PROBLEEMSTELLINGEN/ONDERZOEKSVRAGEN:
Het
doel daarvan is gericht op het goed en effectief leren onderzoeken; veel
informatie snel kunnen verwerken (VWO!); effectief leren omgaan met bronnen; goed
analyseren welke informatie relevant is; deze informatie verifiëren met behulp
van goede bronnen en de onderzoeksbevindingen schriftelijk en mondeling helder
en beknopt kunnen samenvatten en presenteren aan anderen.
SCHRIFTELIJKE
PRESENTATIE FORMAT: INVALSHOEK IS OP VOLGORDE UITGEWERKT.
[ NAAM: .... heeft
onderzoeksvraag ... en probleemstelling.... uitgewerkt.]
[
ONDERZOEKSVRAAG:.....hier noteer je de onderzoeksvraag]
Dan
werk je het antwoord op de onderzoeksvraag uit. Let op dat je de vraag ook echt
hebt beantwoord.
Dat
antwoord heb je gedestilleerd uit minimaal twee erkende bronnen, waarvan
minimaal 1 boek uit de mediatheek.
Je
antwoord is kernachtig (ca. 10 zinnen/regels), maar wel zeer specifiek
beschreven.
Je
geeft per onderzoeksvraag de gebruikte bronnen aan.
Daarna
werk je de probleemstelling uit.
[
PROBLEEMSTELLING:.... hier noteer je de probleemstelling]
In
de probleemstelling vat je de kern van de onderbouwing van de stelling helder
en compact samen.
LET
OP: verval niet in algemeenheden; ben concreet en specifiek maar toch beknopt.
TAAKVERDELING:
Verdeel deze taken:
Schriftelijke presentatie:
-
Iemand moet de eindpresentatie op volgorde zetten en qua lay
out netjes verzorgen (calibri 11; regelafstand 1,15;
onderzoeksvragen vet gedrukt; probleemstellingen vetgedrukt)
-
Iemand moet de powerpoint presentatie
maken/samenvoegen
Mondelinge presentatie:
-
Iemand moet de informatie over de kunstenaars (zie hieronder) verdelen over de
presentaties zodat er geen dubbele info komt.
-
Iemand heeft de regie over de eindpresentatie: wie doet wat - hoe lang? Je
krijgt per invalshoek niet meer dan 25 minuten voor de hele presentatie, m.u.v.

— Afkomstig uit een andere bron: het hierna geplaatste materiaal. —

//! Dashboard API route handlers.
//!
//! All endpoints return JSON. State is shared via `Arc<DashboardState>`.

use axum::{extract::State, http::StatusCode, Json};
use serde::{Deserialize, Serialize};
use std::collections::BTreeMap;
use std::sync::Arc;
use tracing::info;
use uuid::Uuid;

use crate::engine::{Orchestrator, RunRequest, SportRecord};
use crate::types::{EnrichedProjection, Sport, Stage, StatFilter};

// ---------------------------------------------------------------------------
// Shared state
// ---------------------------------------------------------------------------

/// Shared state accessible by all route handlers.
pub struct DashboardState {
    pub orchestrator: Arc<Orchestrator>,
}

impl DashboardState {
    pub fn new(orchestrator: Arc<Orchestrator>) -> Self {
        Self { orchestrator }
    }
}

pub type AppState = Arc<DashboardState>;

// ---------------------------------------------------------------------------
// Request / response types
// ---------------------------------------------------------------------------

#[derive(Debug, Clone, Serialize)]
pub struct StatusResponse {
    pub session_id: Option<Uuid>,
    pub sport: Option<Sport>,
    pub stage: Stage,
    pub progress: u8,
    pub message: Option<String>,
    pub error: Option<String>,
    pub attempt: u32,
    pub result_count: usize,
    pub enriched: bool,
    pub in_flight: Option<RunRequest>,
    pub published_at: Option<String>,
    pub updated_at: Option<String>,
}

#[derive(Debug, Clone, Serialize)]
pub struct ProjectionsResponse {
    pub sport: Option<Sport>,
    pub enriched: bool,
    pub count: usize,
    pub projections: Vec<EnrichedProjection>,
}

#[derive(Debug, Clone, Deserialize)]
pub struct RunBody {
    pub sport: Option<String>,
    pub prop_type: Option<String>,
    #[serde(default)]
    pub stat_filter: Option<StatFilter>,
    /// Attempts already spent by the caller on this request.
    #[serde(default)]
    pub attempt: u32,
}

#[derive(Debug, Clone, Serialize)]
pub struct RunAccepted {
    pub session_id: Uuid,
    pub sport: Sport,
    pub attempts_spent: u32,
}

#[derive(Debug, Clone, Serialize)]
pub struct RunRejected {
    pub error: String,
}

// ---------------------------------------------------------------------------
// Route handlers
// ---------------------------------------------------------------------------

/// GET /api/status
pub async fn get_status(State(state): State<AppState>) -> Json<StatusResponse> {
    let snap = state.orchestrator.snapshot();
    Json(StatusResponse {
        session_id: snap.session_id,
        sport: snap.sport,
        stage: snap.stage,
        progress: snap.progress,
        message: snap.message,
        error: snap.error,
        attempt: snap.attempt,
        result_count: snap.result_count,
        enriched: snap.enriched,
        in_flight: state.orchestrator.in_flight(),
        published_at: snap.published_at.map(|t| t.to_rfc3339()),
        updated_at: snap.updated_at.map(|t| t.to_rfc3339()),
    })
}

/// GET /api/projections
pub async fn get_projections(State(state): State<AppState>) -> Json<ProjectionsResponse> {
    let snap = state.orchestrator.snapshot();
    Json(ProjectionsResponse {
        sport: snap.sport,
        enriched: snap.enriched,
        count: snap.projections.len(),
        projections: snap.projections.as_ref().clone(),
    })
}

/// GET /api/sports
pub async fn get_sports(State(state): State<AppState>) -> Json<BTreeMap<String, SportRecord>> {
    Json(state.orchestrator.sport_records())
}

/// POST /api/run
///
/// Starts a run in the background. 409 when the same request is already
/// running.
pub async fn post_run(
    State(state): State<AppState>,
    Json(body): Json<RunBody>,
) -> Result<(StatusCode, Json<RunAccepted>), (StatusCode, Json<RunRejected>)> {
    let defaults = state.orchestrator.config();
    let request = RunRequest::new(
        body.sport
            .map(Sport::new)
            .unwrap_or_else(|| defaults.default_sport()),
        body.prop_type
            .unwrap_or_else(|| defaults.default_prop_type.clone()),
        body.stat_filter
            .unwrap_or_else(|| defaults.default_stat_filter()),
    );

    let Some(session) = state
        .orchestrator
        .begin_with_attempts(request.clone(), body.attempt)
    else {
        return Err((
            StatusCode::CONFLICT,
            Json(RunRejected {
                error: format!(
                    "A run for {} / {} / {} is already in progress",
                    request.sport, request.prop_type, request.stat_filter
                ),
            }),
        ));
    };

    let accepted = RunAccepted {
        session_id: session.id(),
        sport: session.sport().clone(),
        attempts_spent: session.attempt(),
    };
    info!(session_id = %accepted.session_id, sport = %accepted.sport, "Run requested via dashboard");

    let orchestrator = Arc::clone(&state.orchestrator);
    tokio::spawn(async move {
        orchestrator.drive(session).await;
    });

    Ok((StatusCode::ACCEPTED, Json(accepted)))
}

/// GET /health
pub async fn health() -> StatusCode {
    StatusCode::OK
}

// ---------------------------------------------------------------------------
// Tests
// ---------------------------------------------------------------------------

invalshoek 2 (deze is groter en krijgt ca. 1 lesuur max.) Dat betekent dat
jullie echt de tijd moeten bewaken.
MONDELINGE
EINDPRESENTATIE: Per invalshoek wil ik de presentatie is de inhoud verbonden aan
specifieke kunstenaars/kunstwerken en hun idealen/concepten in de context van
de moderne tijd. Om zodoende extra te trainen in het toepassen van de relatie
tussen cultuur, visie van en vormgeving door kunstenaars.
Invalshoek 1: Kandinsky; Meyerchold;
Invalshoek 2: Brecht; Loos & Schönberg;
Invalshoek 3: Bauhaus &
Helene Kröller-Müller;
Invalshoek 4: Eisenstein,
Josephine Baker & Satie;
Invalshoek 5: Martha Graham & Dali;
Invalshoek 6: Bartok; Jazz &
Kirchner.
Tijdens de
mondelinge presentaties staan deze kunstenaars centraal, en gebruik je het
onderzoek als ondersteuning om aan anderen gedetailleerd uit te leggen wat de
relatie tussen vorm & inhoud & functie & context voor deze
kunstenaar (selecteer één sleutelwerk) was.